# canted footbeds and binding angles



## slowturtles (Aug 8, 2012)

so i gave canted footbeds a shot this weekend. I set them at 2 degree cant. My binding angles are 9 degrees on both feet. My stance width is 22.5 inches/10.5 feet/57.5 cm. I just measured the distance between the center of each binding.

So after a few hours of riding, the outside of my feet where the footbed is raised started to go numb from the pressure. This led me to think, are canted footbeds supposed to be for people with a wider stance? Or people with bindings set at higher angles?

edit: I'm about 5'10 and 147 lbs.


----------



## Nivek (Jan 24, 2008)

Try riding at 23. I didn't get a numb foot riding my same stance width with canted footbeds, but it did feel off. Running a half inch wider made all the difference.

The canting just needs to be appropriate to you leg length and then just needs to match up with your stance width. With your leg length it just sounds like 22.5 is too narrow for a 2.0. Wider will take the pressure off the outside of your feet.

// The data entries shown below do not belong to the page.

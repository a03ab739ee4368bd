//! Core domain models
//!
//! Configuration, steps, the step policy that builds a pipeline, and the
//! state the orchestrator tracks while running it.

pub mod config;
pub mod pipeline;
pub mod policy;
pub mod settings;
pub mod state;
pub mod step;

pub use config::*;
pub use pipeline::*;
pub use policy::build_steps;
pub use state::*;
pub use step::*;
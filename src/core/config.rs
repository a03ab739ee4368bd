//! Run configuration

use thiserror::Error;

/// Invalid option combinations, detected before any step runs
#[derive(Debug, Error, PartialEq, Eq)]
pub enum ConfigurationError {
    #[error("--verbose and --quiet cannot be used together")]
    VerboseAndQuiet,

    #[error("commit message cannot be empty")]
    EmptyCommitMessage,

    #[error("commit message given both as an argument and with --message")]
    DuplicateCommitMessage,

    #[error("empty path in the list of files to stage")]
    EmptyStagePath,

    #[error("--{0} cannot be combined with --no-push")]
    PushTargetWithoutPush(&'static str),
}

/// Parameters of the commit step
#[derive(Debug, Clone, Default, PartialEq, Eq)]
pub struct CommitParams {
    /// Commit message; `None` opens the editor
    pub message: Option<String>,

    /// Amend the previous commit instead of creating a new one
    pub amend: bool,

    /// Skip pre-commit and commit-msg hooks
    pub no_verify: bool,
}

/// Where the push step sends commits
#[derive(Debug, Clone, PartialEq, Eq)]
pub struct PushTarget {
    pub remote: String,
    pub branch: String,
}

impl PushTarget {
    pub fn new(remote: impl Into<String>, branch: impl Into<String>) -> Self {
        Self {
            remote: remote.into(),
            branch: branch.into(),
        }
    }
}

/// Immutable settings for one pipeline run.
///
/// Built once at start-up by the command-line layer and passed by reference
/// to everything that needs it.
#[derive(Debug, Clone, Default, PartialEq, Eq)]
pub struct Configuration {
    /// Report a failing step and move on instead of aborting
    pub continue_on_error: bool,

    /// Print commands instead of running them
    pub dry_run: bool,

    /// Pass all tool output through
    pub verbose: bool,

    /// Keep tool output to a minimum
    pub quiet: bool,

    pub include_status: bool,
    pub include_submodule_update: bool,
    pub include_stash: bool,
    pub include_pull: bool,

    /// Pull with `--no-rebase` (implies a pull step)
    pub no_rebase: bool,

    pub include_diff: bool,
    pub skip_push: bool,

    pub commit: CommitParams,

    /// Files to stage; empty stages everything
    pub stage_paths: Vec<String>,

    /// Resolved push destination; `None` omits the push step
    pub push_target: Option<PushTarget>,
}

impl Configuration {
    /// Check option combinations that cannot be run
    pub fn validate(&self) -> Result<(), ConfigurationError> {
        if self.verbose && self.quiet {
            return Err(ConfigurationError::VerboseAndQuiet);
        }

        if let Some(message) = &self.commit.message {
            if message.trim().is_empty() {
                return Err(ConfigurationError::EmptyCommitMessage);
            }
        }

        if self.stage_paths.iter().any(|p| p.trim().is_empty()) {
            return Err(ConfigurationError::EmptyStagePath);
        }

        Ok(())
    }

    /// The commit message the user already typed, if any
    pub fn known_message(&self) -> Option<&str> {
        self.commit.message.as_deref()
    }

    /// Whether a pull step belongs in the pipeline
    pub fn wants_pull(&self) -> bool {
        self.include_pull || self.no_rebase
    }
}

If that doesn't work you might just not be shaped right for canted footbeds. Freak.


----------



## slowturtles (Aug 8, 2012)

hahaha i might just be a freak o nature! aight will do, thanks


----------



## Triple8Sol (Nov 24, 2008)

Nivek is spot on. The canting will allow you to run wider, which will prob feel more natural after a couple runs. I had to to the same when I first tried canted bases with the Ride NRc, Rome 390 Boss, etc... and am doing the same with my K2 Formulas now.


----------



## krankedmusic (Nov 15, 2012)

2 degrees puts too much pressure in one spot. My front is almost 32 degrees and my rear is 23 a lot of the pressure is releaved through out the boot instead just the toes. Stand naturally measure the angles that your foot naturally stand and try putting your bindings at those angels. Then adjust till their perfect.


----------